Wprost Online - Polen | Samstag, 25. August 2007
Deutschland öffnet Teile des Arbeitsmarkts für Osteuropäer
Die deutsche Bundesregierung hat wegen Fachkräftemangels beschlossen, den Arbeitsmarkt ab 1. November 2007 für Maschinenbau- und Elektroingenieure aus den zwölf neuen EU-Ländern zu öffnen. Małgorzata Zdziechowska fordert, Deutschland sollte darüber hinaus wie Großbritannien die Hürden für alle Berufsgruppen abschaffen. "Der Mangel an Arbeitskräften wird zu einer ernsthaften Bremse für die wirtschaftliche Entwicklung.

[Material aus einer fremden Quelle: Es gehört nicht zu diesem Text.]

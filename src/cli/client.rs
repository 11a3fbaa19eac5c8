//! Client CLI command handlers

use chrono::Local;
use serde_json::Value;

use crate::cli::build_manager;
use crate::cli::commands::ClientCommand;
use crate::core::{ClientDescriptor, Config};
use crate::error::{CredentialError, Result};
use crate::rest::RestClient;

/// Handle client commands
pub async fn handle_client(command: ClientCommand) -> Result<()> {
    let manager = build_manager(&Config::load()?);

    match command {
        ClientCommand::Peek => {
            let descriptor = manager.peek_client()?;
            print_descriptor(&descriptor);
            Ok(())
        }
        ClientCommand::Refresh => {
            let descriptor = manager.peek_client()?;
            descriptor.refresh_access_token().await?;
            println!("✓ Access token refreshed.");
            println!();
            print_descriptor(&descriptor);
            Ok(())
        }
        ClientCommand::Ensure => {
            // The failure cause is logged; this path only reports availability
            let descriptor = manager
                .ensure_client()
                .await
                .ok_or_else(|| CredentialError::InvalidInput("No client available.".into()))?;
            print_descriptor(&descriptor);
            Ok(())
        }
        ClientCommand::Get { path } => {
            let client = RestClient::new(manager.peek_client()?);
            let body: Value = client.get_json(&path).await?;
            println!("{}", serde_json::to_string_pretty(&body)?);
            Ok(())
        }
    }
}

fn print_descriptor(descriptor: &ClientDescriptor) {
    println!("{}", descriptor);
    let refresher = descriptor.refresher();
    println!(
        "Refreshable:  {}",
        if refresher.has_refresh_token() {
            "yes"
        } else {
            "no (sign in again to refresh)"
        }
    );
    if let Some(at) = refresher.last_refresh_time() {
        println!(
            "Refreshed at: {}",
            at.with_timezone(&Local).format("%Y-%m-%d %H:%M:%S")
        );
    }
}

Die daraus resultierenden Verluste werden auf 20 Milliarden Euro im Jahr geschätzt. Trotzdem entscheiden sich unsere westlichen Nachbarn nur zu einer begrenzten und kontrollierten Öffnung des Arbeitsmarktes... Die Deutschen sehen in Arbeitskräften aus dem Osten vor allem eine Bedrohung und keine Chance - entgegen aller Logik und trotz wirtschaftlicher Fakten. Die britische Wirtschaft blüht heute dank der Arbeitskräfte aus dem Osten, die deutsche entwickelt sich langsamer als sie könnte, wegen des Mangels an Arbeitskräften."